━━ Records supplied ━━
use chrono::NaiveDate;
use goride_api::{DelayConfig, Engine, EngineConfig, SearchError, SearchRequest};
use goride_booking::{BookingError, PassengerInfo, SeatMapError, SessionStatus, TICKET_PREFIX};
use goride_chat::{ChatTranscript, Sender};

fn test_engine(seed: u64) -> Engine {
    Engine::new(EngineConfig {
        delays: DelayConfig::none(),
        seed: Some(seed),
        ..EngineConfig::default()
    })
}

fn travel_date() -> NaiveDate {
    NaiveDate::from_ymd_opt(2026, 3, 14).unwrap()
}

#[tokio::test]
async fn test_search_validation_errors() {
    let mut engine = test_engine(1);

    let blank_origin = SearchRequest {
        origin: "   ".to_string(),
        destination: "Pune".to_string(),
        travel_date: Some(travel_date()),
        passengers: 1,
    };
    assert_eq!(
        engine.search(&blank_origin).await,
        Err(SearchError::MissingOrigin)
    );

    let no_date = SearchRequest {
        origin: "Mumbai".to_string(),
        destination: "Pune".to_string(),
        travel_date: None,
        passengers: 1,
    };
    assert_eq!(engine.search(&no_date).await, Err(SearchError::MissingDate));

    let same_city = SearchRequest::new("mumbai", "MUMBAI", travel_date(), 1);
    assert_eq!(engine.search(&same_city).await, Err(SearchError::SameCity));
}

#[tokio::test]
async fn test_end_to_end_booking_flow() {
    let mut engine = test_engine(42);

    let request = SearchRequest::new("Mumbai", "Pune", travel_date(), 2);
    let offers = engine.search(&request).await.unwrap();

    assert!(offers.len() >= 4 && offers.len() <= 7);
    assert!(offers.windows(2).all(|w| w[0].price <= w[1].price));

    let chosen = offers[0].clone();
    let mut session = engine.open_seat_selection(&chosen, travel_date(), request.passengers);

    // Pick up to the passenger cap, then verify the cap holds
    let available = session.seat_map().available_seats();
    assert!(available.len() >= 3);
    session.toggle_seat(&available[0]).unwrap();
    session.toggle_seat(&available[1]).unwrap();
    assert_eq!(
        session.toggle_seat(&available[2]),
        Err(SeatMapError::CapacityReached { capacity: 2 })
    );

    let summary = session.summary();
    assert!(summary.can_book);
    assert_eq!(summary.total, 2 * chosen.price);

    let passenger = PassengerInfo::new("Asha Rao", "asha@example.com", "9876543210");
    let ticket = engine
        .confirm_booking(&mut session, passenger.clone())
        .await
        .unwrap();

    assert!(ticket.ticket_id.starts_with(TICKET_PREFIX));
    assert_eq!(ticket.seats, [available[0].clone(), available[1].clone()]);
    assert_eq!(ticket.total, 2 * chosen.price);
    assert_eq!(session.status(), SessionStatus::Confirmed);

    // The session is closed; booking again needs a fresh one
    assert_eq!(
        engine.confirm_booking(&mut session, passenger).await,
        Err(BookingError::SessionClosed(SessionStatus::Confirmed))
    );
}

#[tokio::test]
async fn test_blank_contact_fields_fail_before_the_pause() {
    let mut engine = test_engine(9);

    let request = SearchRequest::new("Delhi", "Jaipur", travel_date(), 1);
    let offers = engine.search(&request).await.unwrap();
    let mut session = engine.open_seat_selection(&offers[0], travel_date(), 1);
    let seat = session.seat_map().available_seats()[0].clone();
    session.toggle_seat(&seat).unwrap();

    let blank_phone = PassengerInfo::new("Asha", "asha@example.com", "  ");
    let result = engine.confirm_booking(&mut session, blank_phone).await;
    assert!(matches!(result, Err(BookingError::MissingField(_))));
    // The rejection leaves the session open for re-entry
    assert_eq!(session.status(), SessionStatus::Selecting);
}

#[tokio::test]
async fn test_seeded_engines_reproduce_searches() {
    let request = SearchRequest::new("Bangalore", "Chennai", travel_date(), 1);

    let first = test_engine(7).search(&request).await.unwrap();
    let second = test_engine(7).search(&request).await.unwrap();
    assert_eq!(first, second);
}

#[tokio::test]
async fn test_chat_exchanges_grow_the_transcript_in_pairs() {
    let mut engine = test_engine(3);
    let mut transcript = ChatTranscript::new();

    // Opens with the bot greeting
    assert_eq!(transcript.len(), 1);
    assert_eq!(transcript.messages()[0].sender, Sender::Bot);

    let reply = engine.chat(&mut transcript, "How do I cancel my ticket?").await;
    assert!(reply.text.contains("full refund"));
    assert_eq!(transcript.len(), 3);
    assert_eq!(transcript.messages()[1].sender, Sender::User);
    assert_eq!(transcript.messages()[2].sender, Sender::Bot);

    let fallback = engine.chat(&mut transcript, "asdkjqwe").await;
    assert_eq!(fallback.text, goride_chat::DEFAULT_REPLY);
    assert_eq!(transcript.len(), 5);
}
━━━
■ What is required
If a line of the entries holds the word "ChatTranscript", copy it out.

■ Written response
use goride_chat::{ChatTranscript, Sender};
    let mut transcript = ChatTranscript::new();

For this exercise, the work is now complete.